WORK REQUEST
Set the records down again. Match every line exactly.

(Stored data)
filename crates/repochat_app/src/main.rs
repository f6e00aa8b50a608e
mod platform;

fn main() -> anyhow::Result<()> {
    platform::run_app()
}
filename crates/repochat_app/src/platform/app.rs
use std::io::{self, BufRead, Write};
use std::sync::mpsc;
use std::thread;

use anyhow::Context;
use repochat_core::{update, AppState, Msg};
use repochat_logging::{repochat_info, repochat_warn};

use super::commands::{parse_line, Input, HELP};
use super::config::{resolve_config_path, AppConfig};
use super::effects::EffectRunner;
use super::render;

pub fn run_app() -> anyhow::Result<()> {
    let env = |key: &str| std::env::var(key).ok();
    let config_path = resolve_config_path(env);
    let config = AppConfig::load(&config_path)?.with_env_overrides(env);
    repochat_logging::initialize(&config.log_destination(), config.log_level()?);
    repochat_info!(
        "Starting repochat against {} (config {:?})",
        config.backend_url,
        config_path
    );

    let (input_tx, input_rx) = mpsc::channel::<Input>();
    let effects = EffectRunner::new(config.backend_settings(), input_tx.clone())
        .context("failed to start the network engine")?;
    spawn_terminal_reader(input_tx.clone());

    let mut stdout = io::stdout();
    writeln!(stdout, "{HELP}")?;
    input_tx.send(Input::Msg(Msg::AppStarted))?;

    let mut state = AppState::new();
    while let Ok(input) = input_rx.recv() {
        match input {
            Input::Msg(msg) => {
                let (next, pending) = update(state, msg);
                state = next;
                effects.run(pending);
                if state.consume_dirty() {
                    print_view(&mut stdout, &state)?;
                }
            }
            Input::Status => print_view(&mut stdout, &state)?,
            Input::Help => writeln!(stdout, "{HELP}")?,
            Input::Quit => break,
        }
    }

    // Release any open subscription before the engine goes away.
    let (_, pending) = update(state, Msg::CancelClicked);
    effects.run(pending);
    repochat_info!("repochat stopped");
    Ok(())
}

fn print_view(stdout: &mut io::Stdout, state: &AppState) -> io::Result<()> {
    writeln!(stdout, "\n{}", render::render(&state.view()))?;
    stdout.flush()
}

/// Reads commands from stdin until EOF, which is treated as `quit`.
fn spawn_terminal_reader(input_tx: mpsc::Sender<Input>) {
    thread::spawn(move || {
        let stdin = io::stdin();
        for line in stdin.lock().lines() {
            let line = match line {
                Ok(line) => line,
                Err(err) => {
                    repochat_warn!("Failed to read terminal input: {}", err);
                    break;
                }
            };
            let input = match parse_line(&line) {
                Ok(Some(input)) => input,
                Ok(None) => continue,
                Err(err) => {
                    eprintln!("{err}");
                    continue;
                }
            };
            let quit = input == Input::Quit;
            if input_tx.send(input).is_err() || quit {
                return;
            }
        }
        let _ = input_tx.send(Input::Quit);
    });
}
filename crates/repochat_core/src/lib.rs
//! Repochat core: pure state machines for the ingestion stream, chat sessions
//! and the project directory, plus view-model helpers.
mod chat;
mod directory;
mod effect;
mod frame;
mod ingestion;
mod msg;
mod state;
mod update;
mod view_model;

pub use chat::{
    greeting, ChatMessage, ChatSession, Sender, SessionId, CHAT_FAILURE_NOTICE,
    CHAT_FALLBACK_TEXT, EMPTY_QUERY_NOTICE,
};
pub use directory::{Project, ProjectDirectory};
pub use effect::{Effect, Transition};
pub use frame::{FrameError, ProgressFrame, FRAME_MARKER};
pub use ingestion::{
    IngestionJob, JobState, ProgressStream, SubscriptionId, INVALID_URL_FEEDBACK,
    STARTING_STATUS, STREAM_FAILURE_STATUS, SUCCESS_FEEDBACK,
};
pub use msg::Msg;
pub use state::AppState;
pub use update::update;
pub use view_model::{AppViewModel, ChatView, DirectoryView, IngestionView};
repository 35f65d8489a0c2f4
//! Depth-first branch-and-bound over ranked candidates.
//!
//! Each candidate is first included (when it fits and agrees with everything
//! already on the truck) and then excluded. A branch is abandoned once its
//! payout plus the payout of every undecided candidate cannot beat the best
//! load found so far, so among equal payouts the first load reached wins.

use smartload_core::{Capacity, OptimizeError};

use crate::candidates::Candidate;
use crate::compat::CompatibilityMatrix;
use crate::feasibility::{Load, bit, compatible_with};
use crate::interrupt::Interrupt;
use crate::solver::Best;

struct Search<'s, 'a, 'i> {
    candidates: &'s [Candidate<'a>],
    matrix: &'s CompatibilityMatrix,
    capacity: Capacity,
    /// `suffix[d]` is the payout of ranked candidates `d..`.
    suffix: Vec<u64>,
    best: Option<Best>,
    nodes: u64,
    interrupt: &'s mut Interrupt<'i>,
}

pub(crate) fn solve_backtracking(
    candidates: &[Candidate<'_>],
    matrix: &CompatibilityMatrix,
    capacity: Capacity,
    interrupt: &mut Interrupt<'_>,
) -> Result<Best, OptimizeError> {
    let mut search = Search {
        candidates,
        matrix,
        capacity,
        suffix: suffix_payouts(candidates),
        best: None,
        nodes: 0,
        interrupt,
    };
    search.descend(0, 0, Load::EMPTY)?;
    log::debug!(
        "branch-and-bound visited {} nodes over {} candidates",
        search.nodes,
        candidates.len()
    );
    Ok(search.best.unwrap_or_default())
}

fn suffix_payouts(candidates: &[Candidate<'_>]) -> Vec<u64> {
    let mut suffix = vec![0_u64; candidates.len() + 1];
    let mut running = 0_u64;
    for (slot, candidate) in suffix.iter_mut().zip(candidates).rev() {
        running = running.saturating_add(candidate.payout());
        *slot = running;
    }
    suffix
}

impl Search<'_, '_, '_> {
    fn bound(&self, depth: usize, load: Load) -> u64 {
        let remaining = self.suffix.get(depth).copied().unwrap_or(0);
        load.payout.saturating_add(remaining)
    }

    fn descend(&mut self, depth: usize, mask: u32, load: Load) -> Result<(), OptimizeError> {
        self.interrupt.tick()?;
        self.nodes = self.nodes.saturating_add(1);

        if let Some(best) = self.best
            && self.bound(depth, load) <= best.load.payout
        {
            return Ok(());
        }

        let Some(candidate) = self.candidates.get(depth) else {
            self.best = Some(Best { mask, load });
            return Ok(());
        };

        if compatible_with(self.matrix.row(depth), mask) {
            let included = load.with(candidate)?;
            if included.fits(self.capacity) {
                self.descend(depth + 1, mask | bit(depth), included)?;
            }
        }
        self.descend(depth + 1, mask, load)
    }
}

OUTPUT FOR THIS TASK
filename crates/repochat_app/src/main.rs
repository f6e00aa8b50a608e
mod platform;

fn main() -> anyhow::Result<()> {
    platform::run_app()
}
filename crates/repochat_app/src/platform/app.rs
use std::io::{self, BufRead, Write};
use std::sync::mpsc;
use std::thread;

use anyhow::Context;
use repochat_core::{update, AppState, Msg};
use repochat_logging::{repochat_info, repochat_warn};

use super::commands::{parse_line, Input, HELP};
use super::config::{resolve_config_path, AppConfig};
use super::effects::EffectRunner;
use super::render;

pub fn run_app() -> anyhow::Result<()> {
    let env = |key: &str| std::env::var(key).ok();
    let config_path = resolve_config_path(env);
    let config = AppConfig::load(&config_path)?.with_env_overrides(env);
    repochat_logging::initialize(&config.log_destination(), config.log_level()?);
    repochat_info!(
        "Starting repochat against {} (config {:?})",
        config.backend_url,
        config_path
    );

    let (input_tx, input_rx) = mpsc::channel::<Input>();
    let effects = EffectRunner::new(config.backend_settings(), input_tx.clone())
        .context("failed to start the network engine")?;
    spawn_terminal_reader(input_tx.clone());

    let mut stdout = io::stdout();
    writeln!(stdout, "{HELP}")?;
    input_tx.send(Input::Msg(Msg::AppStarted))?;

    let mut state = AppState::new();
    while let Ok(input) = input_rx.recv() {
        match input {
            Input::Msg(msg) => {
                let (next, pending) = update(state, msg);
                state = next;
                effects.run(pending);
                if state.consume_dirty() {
                    print_view(&mut stdout, &state)?;
                }
            }
            Input::Status => print_view(&mut stdout, &state)?,
            Input::Help => writeln!(stdout, "{HELP}")?,
            Input::Quit => break,
        }
    }

    // Release any open subscription before the engine goes away.
    let (_, pending) = update(state, Msg::CancelClicked);
    effects.run(pending);
    repochat_info!("repochat stopped");
    Ok(())
}

fn print_view(stdout: &mut io::Stdout, state: &AppState) -> io::Result<()> {
    writeln!(stdout, "\n{}", render::render(&state.view()))?;
    stdout.flush()
}

/// Reads commands from stdin until EOF, which is treated as `quit`.
fn spawn_terminal_reader(input_tx: mpsc::Sender<Input>) {
    thread::spawn(move || {
        let stdin = io::stdin();
        for line in stdin.lock().lines() {
            let line = match line {
                Ok(line) => line,
                Err(err) => {
                    repochat_warn!("Failed to read terminal input: {}", err);
                    break;
                }
            };
            let input = match parse_line(&line) {
                Ok(Some(input)) => input,
                Ok(None) => continue,
                Err(err) => {
                    eprintln!("{err}");
                    continue;
                }
            };
            let quit = input == Input::Quit;
            if input_tx.send(input).is_err() || quit {
                return;
            }
        }
        let _ = input_tx.send(Input::Quit);
    });
}
filename crates/repochat_core/src/lib.rs
//! Repochat core: pure state machines for the ingestion stream, chat sessions
//! and the project directory, plus view-model helpers.
mod chat;
mod directory;
mod effect;
mod frame;
mod ingestion;
mod msg;
mod state;
mod update;
mod view_model;

pub use chat::{
    greeting, ChatMessage, ChatSession, Sender, SessionId, CHAT_FAILURE_NOTICE,
    CHAT_FALLBACK_TEXT, EMPTY_QUERY_NOTICE,
};
pub use directory::{Project, ProjectDirectory};
pub use effect::{Effect, Transition};
pub use frame::{FrameError, ProgressFrame, FRAME_MARKER};
pub use ingestion::{
    IngestionJob, JobState, ProgressStream, SubscriptionId, INVALID_URL_FEEDBACK,
    STARTING_STATUS, STREAM_FAILURE_STATUS, SUCCESS_FEEDBACK,
};
pub use msg::Msg;
pub use state::AppState;
pub use update::update;
pub use view_model::{AppViewModel, ChatView, DirectoryView, IngestionView};
repository 35f65d8489a0c2f4
//! Depth-first branch-and-bound over ranked candidates.
//!
//! Each candidate is first included (when it fits and agrees with everything
//! already on the truck) and then excluded. A branch is abandoned once its
//! payout plus the payout of every undecided candidate cannot beat the best
//! load found so far, so among equal payouts the first load reached wins.

use smartload_core::{Capacity, OptimizeError};

use crate::candidates::Candidate;
use crate::compat::CompatibilityMatrix;
use crate::feasibility::{Load, bit, compatible_with};
use crate::interrupt::Interrupt;
use crate::solver::Best;

struct Search<'s, 'a, 'i> {
    candidates: &'s [Candidate<'a>],
    matrix: &'s CompatibilityMatrix,
    capacity: Capacity,
    /// `suffix[d]` is the payout of ranked candidates `d..`.
    suffix: Vec<u64>,
    best: Option<Best>,
    nodes: u64,
    interrupt: &'s mut Interrupt<'i>,
}

pub(crate) fn solve_backtracking(
    candidates: &[Candidate<'_>],
    matrix: &CompatibilityMatrix,
    capacity: Capacity,
    interrupt: &mut Interrupt<'_>,
) -> Result<Best, OptimizeError> {
    let mut search = Search {
        candidates,
        matrix,
        capacity,
        suffix: suffix_payouts(candidates),
        best: None,
        nodes: 0,
        interrupt,
    };
    search.descend(0, 0, Load::EMPTY)?;
    log::debug!(
        "branch-and-bound visited {} nodes over {} candidates",
        search.nodes,
        candidates.len()
    );
    Ok(search.best.unwrap_or_default())
}

fn suffix_payouts(candidates: &[Candidate<'_>]) -> Vec<u64> {
    let mut suffix = vec![0_u64; candidates.len() + 1];
    let mut running = 0_u64;
    for (slot, candidate) in suffix.iter_mut().zip(candidates).rev() {
        running = running.saturating_add(candidate.payout());
        *slot = running;
    }
    suffix
}

impl Search<'_, '_, '_> {
    fn bound(&self, depth: usize, load: Load) -> u64 {
        let remaining = self.suffix.get(depth).copied().unwrap_or(0);
        load.payout.saturating_add(remaining)
    }

    fn descend(&mut self, depth: usize, mask: u32, load: Load) -> Result<(), OptimizeError> {
        self.interrupt.tick()?;
        self.nodes = self.nodes.saturating_add(1);

        if let Some(best) = self.best
            && self.bound(depth, load) <= best.load.payout
        {
            return Ok(());
        }

        let Some(candidate) = self.candidates.get(depth) else {
            self.best = Some(Best { mask, load });
            return Ok(());
        };

        if compatible_with(self.matrix.row(depth), mask) {
            let included = load.with(candidate)?;
            if included.fits(self.capacity) {
                self.descend(depth + 1, mask | bit(depth), included)?;
            }
        }
        self.descend(depth + 1, mask, load)
    }
}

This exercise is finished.